//! Chord selection and voicing commands

use crate::commands::{CommandContext, CommandResult};
use crate::display::render_page;
use crate::session::MAX_FRET_CEILING;
use colored::*;
use fretwork_core::search::InversionFilter;
use fretwork_core::types::{ChordFamily, Note, Scale};

/// Parse a chord symbol like "Am7", "C#", or "Dbmaj7" into a root and family
pub fn parse_chord_symbol(input: &str) -> Option<(Note, ChordFamily)> {
    let input = input.trim();
    if input.is_empty() || !input.is_ascii() || input.contains(char::is_whitespace) {
        return None;
    }

    // Try the two-character root first so "C#m" does not parse as C + "#m"
    if input.len() >= 2 {
        if let Ok(root) = input[..2].parse::<Note>() {
            if let Ok(family) = ChordFamily::parse(&input[2..]) {
                return Some((root, family));
            }
        }
    }
    let root = input[..1].parse::<Note>().ok()?;
    let family = ChordFamily::parse(&input[1..]).ok()?;
    Some((root, family))
}

fn show_current(ctx: &CommandContext, page: usize) -> CommandResult {
    let chord = ctx.session.chord();
    let results = ctx.session.voicings();
    CommandResult::Message(render_page(
        &results,
        page,
        &ctx.session.chord_symbol(),
        &chord,
        &ctx.session.tuning,
    ))
}

/// Handle `root <note>` command
pub fn cmd_root(args: &str, ctx: &mut CommandContext) -> CommandResult {
    if args.is_empty() {
        return CommandResult::Message(format!(
            "Root is {} (current chord: {})",
            ctx.session.root.to_string().cyan(),
            ctx.session.chord_symbol()
        ));
    }
    match args.parse::<Note>() {
        Ok(note) => {
            ctx.session.root = note;
            show_current(ctx, 1)
        }
        Err(e) => CommandResult::Error(e.to_string()),
    }
}

/// Handle `chord [family]` command
pub fn cmd_chord(args: &str, ctx: &mut CommandContext) -> CommandResult {
    match ChordFamily::parse(args) {
        Ok(family) => {
            ctx.session.family = family;
            show_current(ctx, 1)
        }
        Err(e) => CommandResult::Error(e.to_string()),
    }
}

/// Handle `chords` command: one-line survey of every family on the
/// current root
pub fn cmd_chords(_args: &str, ctx: &mut CommandContext) -> CommandResult {
    let mut lines = vec![format!(
        "Families on root {} (fret ceiling {}):",
        ctx.session.root.to_string().cyan(),
        ctx.session.max_fret
    )];
    for family in ChordFamily::ALL {
        let mut probe = ctx.session.clone();
        probe.family = family;
        let results = probe.voicings();
        let summary = match results.first() {
            Some(best) => format!(
                "{} voicings, e.g. {}",
                results.len(),
                best.voicing.to_string().bold()
            ),
            None => "no playable voicings".yellow().to_string(),
        };
        lines.push(format!(
            "  {:<16} {:<7} {}",
            family.name(),
            format!("{}{}", probe.root, family.suffix()).cyan(),
            summary
        ));
    }
    CommandResult::Message(lines.join("\n"))
}

/// Handle `frets <max>` command
pub fn cmd_frets(args: &str, ctx: &mut CommandContext) -> CommandResult {
    if args.is_empty() {
        return CommandResult::Message(format!(
            "Searching up to fret {}",
            ctx.session.max_fret
        ));
    }
    match args.parse::<u8>() {
        Ok(max) if max <= MAX_FRET_CEILING => {
            ctx.session.max_fret = max;
            show_current(ctx, 1)
        }
        _ => CommandResult::Error(format!(
            "Fret ceiling must be a number from 0 to {}",
            MAX_FRET_CEILING
        )),
    }
}

/// Handle `scale [name]` command
pub fn cmd_scale(args: &str, ctx: &mut CommandContext) -> CommandResult {
    if args.is_empty() {
        let names: Vec<String> = Scale::all()
            .iter()
            .map(|s| format!("  {}", s.name().cyan()))
            .collect();
        return CommandResult::Message(format!(
            "Scale is {}. Available:\n{}",
            ctx.session.scale.name().bold(),
            names.join("\n")
        ));
    }
    match Scale::by_name(args) {
        Some(scale) => {
            ctx.session.scale = scale;
            CommandResult::Message(format!(
                "Scale set to {} (key {})",
                scale.name().bold(),
                ctx.session.root.to_string().cyan()
            ))
        }
        None => CommandResult::Error(format!("Unknown scale: {}", args)),
    }
}

/// Handle `degree <1-7> [7]` command: voicings for the chord built on a
/// scale degree of the current key, without changing the session chord
pub fn cmd_degree(args: &str, ctx: &mut CommandContext) -> CommandResult {
    let parts: Vec<&str> = args.split_whitespace().collect();
    if parts.is_empty() || parts.len() > 2 {
        return CommandResult::Error("Usage: degree <1-7> [7]".to_string());
    }
    let degree = match parts[0].parse::<usize>() {
        Ok(d) if (1..=7).contains(&d) => d - 1,
        _ => return CommandResult::Error("Scale degree must be 1-7".to_string()),
    };
    let seventh = match parts.get(1) {
        None => false,
        Some(&"7") => true,
        Some(other) => {
            return CommandResult::Error(format!("Expected '7' after the degree, got {}", other))
        }
    };

    match ctx.session.scale.degree_chord(ctx.session.root, degree, seventh) {
        Ok(degree_chord) => {
            let results = ctx.session.voicings_for(&degree_chord.spec);
            let symbol = format!(
                "{} {} (degree {} of {} {})",
                degree_chord.spec.root(),
                degree_chord.quality,
                degree + 1,
                ctx.session.root,
                ctx.session.scale.name()
            );
            CommandResult::Message(render_page(
                &results,
                1,
                &symbol,
                &degree_chord.spec,
                &ctx.session.tuning,
            ))
        }
        Err(e) => CommandResult::Error(e.to_string()),
    }
}

/// Handle `inversions <all | list>` command, e.g. `inversions natural,first`
pub fn cmd_inversions(args: &str, ctx: &mut CommandContext) -> CommandResult {
    if args.is_empty() {
        let f = &ctx.session.filter;
        let mut shown = Vec::new();
        if f.natural {
            shown.push("natural");
        }
        if f.first {
            shown.push("first");
        }
        if f.second {
            shown.push("second");
        }
        return CommandResult::Message(format!("Showing inversions: {}", shown.join(", ")));
    }

    if args.eq_ignore_ascii_case("all") {
        ctx.session.filter = InversionFilter::all();
        return show_current(ctx, 1);
    }

    let mut filter = InversionFilter {
        natural: false,
        first: false,
        second: false,
    };
    for token in args.split(|c| c == ',' || c == ' ').filter(|t| !t.is_empty()) {
        match token.to_lowercase().as_str() {
            "natural" | "root" => filter.natural = true,
            "first" | "1st" => filter.first = true,
            "second" | "2nd" => filter.second = true,
            other => {
                return CommandResult::Error(format!(
                    "Unknown inversion: {} (use natural, first, second, or all)",
                    other
                ))
            }
        }
    }
    ctx.session.filter = filter;
    show_current(ctx, 1)
}

/// Handle `voicings [page]` command
pub fn cmd_voicings(args: &str, ctx: &mut CommandContext) -> CommandResult {
    let page = if args.is_empty() {
        1
    } else {
        match args.parse::<usize>() {
            Ok(p) if p >= 1 => p,
            _ => return CommandResult::Error("Usage: voicings [page]".to_string()),
        }
    };
    show_current(ctx, page)
}

#[cfg(test)]
mod tests {
    use super::*;
    use crate::store::FileTuningStore;
    use fretwork_core::search::Inversion;

    fn ctx(tag: &str) -> CommandContext {
        colored::control::set_override(false);
        let path = std::env::temp_dir().join(format!(
            "fretwork-chord-cmd-{}-{}.txt",
            tag,
            std::process::id()
        ));
        CommandContext::with_store(FileTuningStore::new(path))
    }

    #[test]
    fn test_chord_symbol_parsing() {
        let (root, family) = parse_chord_symbol("Am7").unwrap();
        assert_eq!(root.pitch_class(), 9);
        assert_eq!(family, ChordFamily::MinorSeventh);

        let (root, family) = parse_chord_symbol("C#").unwrap();
        assert_eq!(root.pitch_class(), 1);
        assert_eq!(family, ChordFamily::Major);

        let (root, family) = parse_chord_symbol("Dbmaj7").unwrap();
        assert_eq!(root.pitch_class(), 1);
        assert_eq!(family, ChordFamily::MajorSeventh);

        let (root, family) = parse_chord_symbol("Esus4").unwrap();
        assert_eq!(root.pitch_class(), 4);
        assert_eq!(family, ChordFamily::Sus4);

        assert!(parse_chord_symbol("H7").is_none());
        assert!(parse_chord_symbol("A weird7").is_none());
        assert!(parse_chord_symbol("").is_none());
    }

    #[test]
    fn test_root_and_chord_update_the_session() {
        let mut ctx = ctx("session");
        cmd_root("E", &mut ctx);
        cmd_chord("m", &mut ctx);
        assert_eq!(ctx.session.chord_symbol(), "Em");

        match cmd_root("bad note", &mut ctx) {
            CommandResult::Error(_) => {}
            other => panic!("unexpected result: {:?}", other),
        }
    }

    #[test]
    fn test_frets_validates_the_ceiling() {
        let mut ctx = ctx("frets");
        cmd_frets("12", &mut ctx);
        assert_eq!(ctx.session.max_fret, 12);

        assert!(matches!(
            cmd_frets("99", &mut ctx),
            CommandResult::Error(_)
        ));
        assert_eq!(ctx.session.max_fret, 12);
    }

    #[test]
    fn test_degree_command_reports_quality() {
        let mut ctx = ctx("degree");
        cmd_root("C", &mut ctx);

        match cmd_degree("5 7", &mut ctx) {
            // V7 in C major is G dominant
            CommandResult::Message(msg) => {
                assert!(msg.contains("G Major"));
                assert!(msg.contains("degree 5"));
            }
            other => panic!("unexpected result: {:?}", other),
        }

        cmd_scale("major pentatonic", &mut ctx);
        assert!(matches!(
            cmd_degree("4", &mut ctx),
            CommandResult::Error(_)
        ));
    }

    #[test]
    fn test_inversions_filter_tokens() {
        let mut ctx = ctx("inversions");
        cmd_root("E", &mut ctx);

        cmd_inversions("natural", &mut ctx);
        for ranked in ctx.session.voicings() {
            assert_eq!(ranked.inversion, Inversion::Natural);
        }

        cmd_inversions("all", &mut ctx);
        assert!(ctx.session.filter.first && ctx.session.filter.second);

        assert!(matches!(
            cmd_inversions("fourth", &mut ctx),
            CommandResult::Error(_)
        ));
    }

    #[test]
    fn test_voicings_pages() {
        let mut ctx = ctx("pages");
        match cmd_voicings("", &mut ctx) {
            CommandResult::Message(msg) => assert!(msg.contains("voicings")),
            other => panic!("unexpected result: {:?}", other),
        }
        assert!(matches!(
            cmd_voicings("0", &mut ctx),
            CommandResult::Error(_)
        ));
    }
}
use crate::types::chord::ChordSpec;
use std::fmt;

/// Classification of a voicing by which chord tone is in the bass.
///
/// Extended chords can put a 7th or added tone in the bass; those fall back
/// to `Natural` so inversion filtering never hides them.
#[derive(Debug, Clone, Copy, PartialEq, Eq, Hash)]
#[cfg_attr(feature = "serde", derive(serde::Serialize, serde::Deserialize))]
pub enum Inversion {
    Natural,
    First,
    Second,
}

impl Inversion {
    /// Classify a bass pitch class against the chord's root/third/fifth
    pub fn classify(chord: &ChordSpec, bass: u8) -> Inversion {
        let tones = chord.chord_tones();
        if tones.first() == Some(&bass) {
            Inversion::Natural
        } else if tones.get(1) == Some(&bass) {
            Inversion::First
        } else if tones.get(2) == Some(&bass) {
            Inversion::Second
        } else {
            Inversion::Natural
        }
    }
}

impl fmt::Display for Inversion {
    fn fmt(&self, f: &mut fmt::Formatter<'_>) -> fmt::Result {
        let label = match self {
            Inversion::Natural => "Natural",
            Inversion::First => "1st inversion",
            Inversion::Second => "2nd inversion",
        };
        write!(f, "{}", label)
    }
}

/// Caller-supplied filter predicate over inversion labels
#[derive(Debug, Clone, Copy, PartialEq, Eq)]
pub struct InversionFilter {
    pub natural: bool,
    pub first: bool,
    pub second: bool,
}

impl InversionFilter {
    /// A filter that lets everything through
    pub fn all() -> Self {
        InversionFilter {
            natural: true,
            first: true,
            second: true,
        }
    }

    /// Whether a voicing with this inversion should be shown
    pub fn allows(&self, inversion: Inversion) -> bool {
        match inversion {
            Inversion::Natural => self.natural,
            Inversion::First => self.first,
            Inversion::Second => self.second,
        }
    }
}

impl Default for InversionFilter {
    fn default() -> Self {
        Self::all()
    }
}

#[cfg(test)]
mod tests {
    use super::*;
    use crate::types::chord::ChordFamily;
    use crate::types::note::Note;

    fn e_major() -> ChordSpec {
        ChordSpec::from_family("E".parse::<Note>().unwrap(), ChordFamily::Major)
    }

    #[test]
    fn test_classification() {
        let chord = e_major();
        assert_eq!(Inversion::classify(&chord, 4), Inversion::Natural); // E
        assert_eq!(Inversion::classify(&chord, 8), Inversion::First); // G#
        assert_eq!(Inversion::classify(&chord, 11), Inversion::Second); // B
    }

    #[test]
    fn test_unrelated_bass_is_natural() {
        // E7 with the 7th (D) in the bass is not one of the three named
        // inversions; it must still pass a Natural-only filter
        let chord = ChordSpec::from_family("E".parse::<Note>().unwrap(), ChordFamily::Seventh);
        assert_eq!(Inversion::classify(&chord, 2), Inversion::Natural);
    }

    #[test]
    fn test_filter() {
        let mut filter = InversionFilter::all();
        assert!(filter.allows(Inversion::Second));

        filter.second = false;
        assert!(!filter.allows(Inversion::Second));
        assert!(filter.allows(Inversion::Natural));
        assert!(filter.allows(Inversion::First));
    }
}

### Work instructions
Print the records verbatim, stopping after the "let input = input.trim();" line.

### Answer to the problem
//! Chord selection and voicing commands

use crate::commands::{CommandContext, CommandResult};
use crate::display::render_page;
use crate::session::MAX_FRET_CEILING;
use colored::*;
use fretwork_core::search::InversionFilter;
use fretwork_core::types::{ChordFamily, Note, Scale};

/// Parse a chord symbol like "Am7", "C#", or "Dbmaj7" into a root and family
pub fn parse_chord_symbol(input: &str) -> Option<(Note, ChordFamily)> {
    let input = input.trim();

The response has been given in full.